Description |
The Lemnos Gallipoli Commemorative Committee was formed in Melbourne to ensure the Anzac connection to the Aegean island of Lemnos is commemorated. A memorial was erected on August 2015 in Albert Park, Melbourne as part of the Anzac Centenary and was designed and created by one of Australia’s best known commemorative sculptors, Peter Corlett, OAM.
It features the figures of a nurse, standing protectively over a sick or wounded soldier. The statues stand and rest on the stone plinth, the colour of the stone of Lemnos’ ancient amphitheatre at Hepheastia, with the words Gallipoli and Lemnos as well as the names of many of the villages visited by the Anzacs in 1915. The Memorial is located near Port Melbourne’s famous piers from which Australia’s diggers and nurses departed during the First World War. It has been gifted to the City of Port Philip for their care and on-going maintenance. The Committee will continue to hold commemorative services at the Memorial in future years.

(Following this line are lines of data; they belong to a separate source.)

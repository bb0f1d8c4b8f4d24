// Copyright (C) 2025 SyncMyOrders Sp. z o.o.
// SPDX-License-Identifier: AGPL-3.0-or-later
//! Dependency sets and static resolution.
//!
//! A [`DependencySet`] is what a function needs to run remotely: installable
//! package requirements, local modules that must be bundled with the callable,
//! and optional system packages. Requirements are kept sorted and unique by
//! normalised package name.

mod catalog;
mod resolver;

pub use catalog::PackageCatalog;
pub use resolver::{DependencyResolver, Resolution};

use serde::{Deserialize, Serialize};

/// Where a requirement came from.
#[derive(Debug, Clone, Copy, PartialEq, Eq, Hash, Serialize, Deserialize)]
#[serde(rename_all = "lowercase")]
pub enum DependencySource {
    /// Static code inspection
    Static,
    /// Language-model fallback analysis
    Llm,
}

impl std::fmt::Display for DependencySource {
    fn fmt(&self, f: &mut std::fmt::Formatter<'_>) -> std::fmt::Result {
        match self {
            DependencySource::Static => write!(f, "static"),
            DependencySource::Llm => write!(f, "llm"),
        }
    }
}

/// One installable package with an optional version constraint.
#[derive(Debug, Clone, PartialEq, Eq, Hash, Serialize, Deserialize)]
pub struct Requirement {
    pub package: String,
    #[serde(skip_serializing_if = "Option::is_none")]
    pub constraint: Option<String>,
    #[serde(skip_serializing_if = "Option::is_none")]
    pub source: Option<DependencySource>,
}

impl Requirement {
    pub fn new(package: impl Into<String>) -> Self {
        Self {
            package: package.into(),
            constraint: None,
            source: None,
        }
    }

    pub fn with_constraint(mut self, constraint: impl Into<String>) -> Self {
        self.constraint = Some(constraint.into());
        self
    }

    pub fn with_source(mut self, source: DependencySource) -> Self {
        self.source = Some(source);
        self
    }

    /// Key used for de-duplication (`serde_json` and `serde-json` collide).
    pub fn key(&self) -> String {
        normalize_package(&self.package)
    }
}

impl std::fmt::Display for Requirement {
    fn fmt(&self, f: &mut std::fmt::Formatter<'_>) -> std::fmt::Result {
        match &self.constraint {
            Some(constraint) => write!(f, "{} = \"{}\"", self.package, constraint),
            None => write!(f, "{} = \"*\"", self.package),
        }
    }
}

/// Normalise a package name for comparison.
pub fn normalize_package(name: &str) -> String {
    name.trim().to_lowercase().replace('_', "-")
}

/// Ordered, de-duplicated dependency set.
#[derive(Debug, Clone, Default, PartialEq, Eq, Serialize, Deserialize)]
pub struct DependencySet {
    requirements: Vec<Requirement>,
    #[serde(default, skip_serializing_if = "Vec::is_empty")]
    bundled: Vec<String>,
    #[serde(default, skip_serializing_if = "Vec::is_empty")]
    system_packages: Vec<String>,
}

impl DependencySet {
    pub fn new() -> Self {
        Self::default()
    }

    /// Insert a requirement, keeping the set sorted and unique.
    ///
    /// On a clash with an existing entry for the same package:
    /// - a static entry always beats an LLM entry,
    /// - between entries of the same source the existing one is kept, except
    ///   that a constraint fills in a missing one.
    pub fn insert(&mut self, requirement: Requirement) {
        let key = requirement.key();
        match self
            .requirements
            .binary_search_by(|existing| existing.key().cmp(&key))
        {
            Ok(index) => {
                let existing = &mut self.requirements[index];
                let incoming_wins = match (existing.source, requirement.source) {
                    (Some(DependencySource::Llm), Some(DependencySource::Static)) => true,
                    (Some(DependencySource::Static), Some(DependencySource::Llm)) => false,
                    _ => existing.constraint.is_none() && requirement.constraint.is_some(),
                };
                if incoming_wins {
                    *existing = requirement;
                }
            }
            Err(index) => self.requirements.insert(index, requirement),
        }
    }

    /// Record a local module that must ship with the callable.
    pub fn add_bundled(&mut self, module: impl Into<String>) {
        insert_sorted(&mut self.bundled, module.into());
    }

    /// Record a system package the function needs at runtime.
    pub fn add_system_package(&mut self, package: impl Into<String>) {
        insert_sorted(&mut self.system_packages, package.into());
    }

    /// Merge `other` into `self`. Static entries win on conflict regardless of
    /// which side they are on.
    pub fn merge(mut self, other: DependencySet) -> Self {
        for requirement in other.requirements {
            self.insert(requirement);
        }
        for module in other.bundled {
            self.add_bundled(module);
        }
        for package in other.system_packages {
            self.add_system_package(package);
        }
        self
    }

    pub fn requirements(&self) -> &[Requirement] {
        &self.requirements
    }

    pub fn bundled(&self) -> &[String] {
        &self.bundled
    }

    pub fn system_packages(&self) -> &[String] {
        &self.system_packages
    }

    /// Find the requirement for a package by normalised name.
    pub fn get(&self, package: &str) -> Option<&Requirement> {
        let key = normalize_package(package);
        self.requirements
            .binary_search_by(|existing| existing.key().cmp(&key))
            .ok()
            .map(|index| &self.requirements[index])
    }

    /// True when nothing needs installing or bundling.
    pub fn is_empty(&self) -> bool {
        self.requirements.is_empty() && self.bundled.is_empty() && self.system_packages.is_empty()
    }

    pub fn len(&self) -> usize {
        self.requirements.len()
    }
}

impl FromIterator<Requirement> for DependencySet {
    fn from_iter<I: IntoIterator<Item = Requirement>>(iter: I) -> Self {
        let mut set = DependencySet::new();
        for requirement in iter {
            set.insert(requirement);
        }
        set
    }
}

fn insert_sorted(list: &mut Vec<String>, value: String) {
    if let Err(index) = list.binary_search(&value) {
        list.insert(index, value);
    }
}

#[cfg(test)]
mod tests {
    use super::*;

    fn stat(name: &str, constraint: &str) -> Requirement {
        Requirement::new(name)
            .with_constraint(constraint)
            .with_source(DependencySource::Static)
    }

    fn llm(name: &str, constraint: &str) -> Requirement {
        Requirement::new(name)
            .with_constraint(constraint)
            .with_source(DependencySource::Llm)
    }

    #[test]
    fn test_sorted_and_unique() {
        let set: DependencySet = vec![stat("tokio", "1"), stat("anyhow", "1"), stat("tokio", "1")]
            .into_iter()
            .collect();
        let names: Vec<_> = set.requirements().iter().map(|r| r.package.as_str()).collect();
        assert_eq!(names, vec!["anyhow", "tokio"]);
    }

    #[test]
    fn test_static_beats_llm_in_both_orders() {
        let statics: DependencySet = vec![stat("reqwest", ">=2.0")].into_iter().collect();
        let llms: DependencySet = vec![llm("reqwest", "=1.0")].into_iter().collect();

        let merged = statics.clone().merge(llms.clone());
        assert_eq!(merged.get("reqwest").unwrap().constraint.as_deref(), Some(">=2.0"));

        let merged = llms.merge(statics);
        let winner = merged.get("reqwest").unwrap();
        assert_eq!(winner.constraint.as_deref(), Some(">=2.0"));
        assert_eq!(winner.source, Some(DependencySource::Static));
        assert_eq!(merged.len(), 1);
    }

    #[test]
    fn test_underscore_and_dash_collide() {
        let mut set = DependencySet::new();
        set.insert(stat("serde_json", "1"));
        set.insert(llm("serde-json", "0.9"));
        assert_eq!(set.len(), 1);
        assert_eq!(set.get("serde-json").unwrap().package, "serde_json");
    }

    #[test]
    fn test_constraint_fills_missing() {
        let mut set = DependencySet::new();
        set.insert(Requirement::new("regex").with_source(DependencySource::Llm));
        set.insert(llm("regex", "1"));
        assert_eq!(set.get("regex").unwrap().constraint.as_deref(), Some("1"));
    }

    #[test]
    fn test_bundled_and_system_packages() {
        let mut set = DependencySet::new();
        assert!(set.is_empty());
        set.add_bundled("crate::helpers");
        set.add_bundled("crate::helpers");
        set.add_system_package("libssl-dev");
        assert_eq!(set.bundled(), &["crate::helpers".to_string()]);
        assert_eq!(set.system_packages(), &["libssl-dev".to_string()]);
        assert!(!set.is_empty());
        assert_eq!(set.len(), 0);
    }

    #[test]
    fn test_requirement_display() {
        assert_eq!(stat("tokio", "1.40").to_string(), "tokio = \"1.40\"");
        assert_eq!(Requirement::new("rand").to_string(), "rand = \"*\"");
    }
}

The Lemnos Gallipoli Memorial was unveiled on the 8th August 2015 to coincide with the 100th anniversary of the Australian nurses’ arrival on Lemnos on the 8th August 1915. This year is the third anniversary of this unveiling. The Lemnos Gallipoli Commemorative Committee holds an annual commemorative service at the memorial to commemorate and raise awareness of the role of Lemnos in Australia’s Anzac story, the nurses and diggers who served there and those who are buried there, and the support of the Lemnians and other Hellenes for the Anzacs including those from or that have a connection to the City of Port Phillip area.
The Lemnos Gallipoli Memorial was the first commemorative memorial dedicated to honouring the role of Lemnos in the Gallipoli Campaign to be erected outside of Lemnos in Greece. It was erected by the Lemnos Gallipoli Commemorative Committee, with the support of all levels of government, trade unions, community organizations and individuals, from across Melbourne’s Hellenic community and beyond. Read more... |
Inscription |
LEMNOS GALLIPOLI
1915
2015
(Story Board)
The Lemnos Gallipoli Memorial
This memorial commemorates the role of the Greek Island of Lemnos in Australia’s ANZAC story and
is dedicated to the Australian nurses and soldiers who served there during the Gallipoli campaign in
1915, to the 148 Australian soldiers who remain buried there and to the local Lemnian community
who supported them.
Lemnos and ANZAC
Situated in the northern Aegean only 80 kilometres from the Dardanelles, Lemnos was offered by
Greece as the advanced base for the Gallipoli campaign. Its great Mudros Bay sheltered the Allies’
200 ships as they assembled for the landings on 25 April 1915.
A place of rest and care
The Anzac Rest Camp at Sarpi provided respite for Anzac soldiers from the Gallipoli battlefields,
including General John Monash and the future Mayor of St Kilda, Corporal Albert Jacka, VC. The 3rd
Australian General and the 2nd Australian Stationary Hospitals, staffed by 130 Australian nurses, were
located on Lemnos’ Turks Head peninsula. The nurses arrived on 8 August 1915, including Sister
Clarice Jessie Daley. She served under Matron Grace Wilson - the Alfred Hospital’s Matron after the
war. Almost every one of the 50,000 Australian diggers who served at Gallipoli received medical care
or rest on Lemnos. Many of those who arrived ill and wounded recovered with the care of Australia’s
nurses, as did St Kilda’s Captain Harold Burke.
Lemnians and ANZACs
Despite their own hardships, the people of Lemnos welcomed the diggers and nurses into their
homes, churches and schools. The Australians enjoyed this hospitality, tasting new foods, and taking
donkey rides to the ancient hot springs at Therma. The famous John Simpson’s donkey was from
Lemnos. In October 1915, West Mudros was the location for the marriage of Sergeant Ernest
Lawrence and Sister Clarice Jessie Daley, who would return to live in Elwood after the war. The
villages visited by the Australians and the villagers who helped them are commemorated on the plinth
of the memorial.
Those that remain
148 Australians remain in Lemnos’ military cemeteries at East Mudros and Portianos. Among the
diggers from the Port Phillip area who served at Gallipoli, local Albert Park electrician Corporal George
Finlay Knight, St Kilda-born Private Cyril Thomas Leishman and South Melbourne-born Driver Ralph
Berryman all lie buried on Lemnos, along with Second Lieutenant Alfred Jackson, and Privates Francis
Carter and Roy Woolcock who all departed from Port Melbourne aboard the HMAT Orvieto on 21
October 1914 as part of the first convoy of troops.